И снова стало тихо в палате. Наконец Фабер спросил:
— Когда Горан был доставлен к вам транспортом ООН, он был в этом ужасном состоянии из-за того, что врачи в Сараево не могли больше обеспечить его медикаментами?
— Они должны были, по меньшей мере, иметь важнейшие медикаменты. Кроме того, после последнего обследования мы дали Горану с собой большой запас лекарств. Нет, причина не в этом.
— В чем же тогда?
— Мы еще не знаем этого, господин Джордан. Сначала мы должны постараться поддержать в Горане жизнь и продвинуться настолько, чтобы можно было провести биопсию! Под местным наркозом мы должны получить из ткани печени цилиндр длиной от одного до двух сантиметров. Может быть, патолог тогда скажет нам, что там случилось. Острую реакцию отторжения и связанное с этим ужасное состояние Горана могла вызвать и вирусная инфекция, такая как гепатит, цитомегалия и другие.
2
Постучали, и вошла светловолосая врач, которая утром принимала Фабера и выдала ему халат и именную табличку.
— Вот и я наконец, — сказала Юдифь Ромер. — Извини, Мартин! — Затем она поздоровалась с Фабером.
— Как дела у Курти? — спросил Белл.
— Он успокоился, — сказала врач. — Из-за отца нам пришлось все же вызывать полицию. Мать теперь в гостинице.
Она объяснила Фаберу:
— Эта мама привезла к нам трехлетнего малыша. Лейкемия. Она живет отдельно от мужа. Он — хронический алкоголик без работы, постоянно избивал жену и ребенка. Он прознал, что мать привезла к нам Курти, объявился здесь и потребовал, чтобы оба ушли с ним. Совершенно пьяный. Снова избил жену. Ребенок забрался под кровать и кричал от страха. Санитары попытались защитить обоих. Отец поранил одного из них. Все отделение в панике. Оставалось только вызвать полицию. Его забрали. Теперь ему запрещено сюда являться. Уже подключился попечительский суд. При ускоренном рассмотрении дела за матерью будут признаны исключительные родительские права. Все это очень печально, но что нам делать? В первую очередь мы должны защитить ребенка, не так ли?

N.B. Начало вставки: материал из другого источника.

use std::cmp::Reverse;

use chrono::{NaiveDateTime, Timelike};
use once_cell::sync::Lazy;
use regex::Regex;

use crate::error::TimestampError;
use crate::models::LogRecord;

const TIMESTAMP_FORMAT: &str = "%m/%d/%Y %H:%M:%S";

static IMAGE_RE: Lazy<Regex> = Lazy::new(|| Regex::new(r"(?i)\.(jpg|gif|png)$").unwrap());
static BROWSER_RE: Lazy<Regex> = Lazy::new(|| Regex::new(r"Firefox|Chrome|Safari|MSIE").unwrap());

/// Percentage of records whose path ends in `.jpg`, `.gif`, or `.png`
/// (case-insensitive, exactly these three). `0.0` for an empty slice.
pub fn image_hit_percentage(records: &[LogRecord]) -> f64 {
    if records.is_empty() {
        return 0.0;
    }
    let hits = records
        .iter()
        .filter(|r| IMAGE_RE.is_match(&r.path))
        .count();
    hits as f64 * 100.0 / records.len() as f64
}

/// Most frequent browser token across all records.
///
/// Each `browser` field is searched (not anchored) for the leftmost of the
/// case-sensitive literals `Firefox`, `Chrome`, `Safari`, `MSIE`; records
/// containing none are excluded from the tally rather than counted as
/// unknown. The tally keeps tokens in first-seen order, so on a count tie
/// the token that appeared earliest in the record stream wins. `None` when
/// no record matched any token.
pub fn most_popular_browser(records: &[LogRecord]) -> Option<&str> {
    let mut tally: Vec<(&str, usize)> = Vec::new();
    for record in records {
        if let Some(m) = BROWSER_RE.find(&record.browser) {
            let token = m.as_str();
            match tally.iter_mut().find(|(t, _)| *t == token) {
                Some((_, count)) => *count += 1,
                None => tally.push((token, 1)),
            }
        }
    }
    // strict comparison keeps the first-seen token on ties
    tally
        .into_iter()
        .reduce(|best, cur| if cur.1 > best.1 { cur } else { best })
        .map(|(token, _)| token)
}

/// Request counts per hour of day.
///
/// Every record's timestamp must match `MM/DD/YYYY HH:MM:SS`; the first one
/// that does not aborts the whole run. Only hours present in the data
/// appear in the result, sorted by count descending with ascending hour as
/// the tie-break.
pub fn hits_per_hour(records: &[LogRecord]) -> Result<Vec<(u32, usize)>, TimestampError> {
    let mut counts = [0usize; 24];
    for record in records {
        let parsed = NaiveDateTime::parse_from_str(&record.timestamp, TIMESTAMP_FORMAT)
            .map_err(|source| TimestampError {
                value: record.timestamp.clone(),
                source,
            })?;
        counts[parsed.hour() as usize] += 1;
    }
    let mut present: Vec<(u32, usize)> = counts
        .iter()
        .enumerate()
        .filter(|&(_, &count)| count > 0)
        .map(|(hour, &count)| (hour as u32, count))
        .collect();
    present.sort_unstable_by_key(|&(hour, count)| (Reverse(count), hour));
    Ok(present)
}
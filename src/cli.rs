#[derive(clap::Parser, Debug)]
#[command(about = "Summarize a web-server access log fetched over HTTP")]
pub struct Args {
    /// URL of the access log to download
    #[arg(long)]
    pub url: String,
}

impl Args {
    pub fn parse() -> Self {
        <Args as clap::Parser>::parse()
    }
}
use anyhow::{Context, Result};

use weblog_stats::cli::Args;
use weblog_stats::fetch::fetch_lines;
use weblog_stats::parse::parse_records;
use weblog_stats::stats::{hits_per_hour, image_hit_percentage, most_popular_browser};

fn main() -> Result<()> {
    let args = Args::parse();

    let lines = fetch_lines(&args.url).context("download log")?;
    let records = parse_records(&lines).context("parse log")?;

    println!(
        "Image requests account for {:.1}% of all requests",
        image_hit_percentage(&records)
    );

    match most_popular_browser(&records) {
        Some(token) => println!("Most popular browser: {token}"),
        None => println!("No browser data available."),
    }

    // Computed in full before printing so a bad timestamp aborts with no
    // partial histogram on stdout.
    let histogram = hits_per_hour(&records).context("count hits per hour")?;
    for (hour, count) in histogram {
        println!("Hour {hour:02} has {count} hits");
    }

    Ok(())
}
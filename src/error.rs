use thiserror::Error;

/// The one-shot download failed. No retry is attempted.
#[derive(Debug, Error)]
pub enum FetchError {
    /// Transport failure or non-success HTTP status.
    #[error("request failed: {0}")]
    Transport(#[source] Box<ureq::Error>),
    /// The response body could not be read.
    #[error("could not read response body: {0}")]
    Read(#[from] std::io::Error),
    /// The response body is not UTF-8 text.
    #[error("response body is not valid UTF-8: {0}")]
    Decode(#[from] std::string::FromUtf8Error),
}

/// A log line did not split into enough fields.
#[derive(Debug, Error)]
#[error("line {line}: expected 5 fields, found {found}")]
pub struct ParseError {
    /// 1-based line number in the downloaded log.
    pub line: usize,
    pub found: usize,
}

/// A record's timestamp did not match `MM/DD/YYYY HH:MM:SS`.
#[derive(Debug, Error)]
#[error("bad timestamp {value:?}: expected MM/DD/YYYY HH:MM:SS")]
pub struct TimestampError {
    pub value: String,
    #[source]
    pub source: chrono::ParseError,
}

— Несомненно, — сказал Фабер.
«Кто имеет право опеки над Гораном? Мира? А если с Мирой что-нибудь случится? Тогда на очереди — я? Туннель!»
— Ко всем прочим проблемам у нас, к сожалению, добавляются и такие, — сказал Белл.
Юдифь Ромер обследовала Горана.
— Сон глубокий, — сказала она. — Состояние без изменений. Отправляйся, наконец, домой, Мартин! Я останусь здесь, пока не придет сестра ночной смены. Потом я еще должна заняться лабораторными анализами. Итак, до завтра!
Фабер сказал Горану:
— Завтра деда снова придет.
Мальчик не реагировал.
— Вы должны говорить громко!
Фабер повторил фразу очень громко. Горан лежал неподвижно.
— Он сейчас не слышит ничего и никого, — сказал Белл. — Спокойной ночи, Юдифь.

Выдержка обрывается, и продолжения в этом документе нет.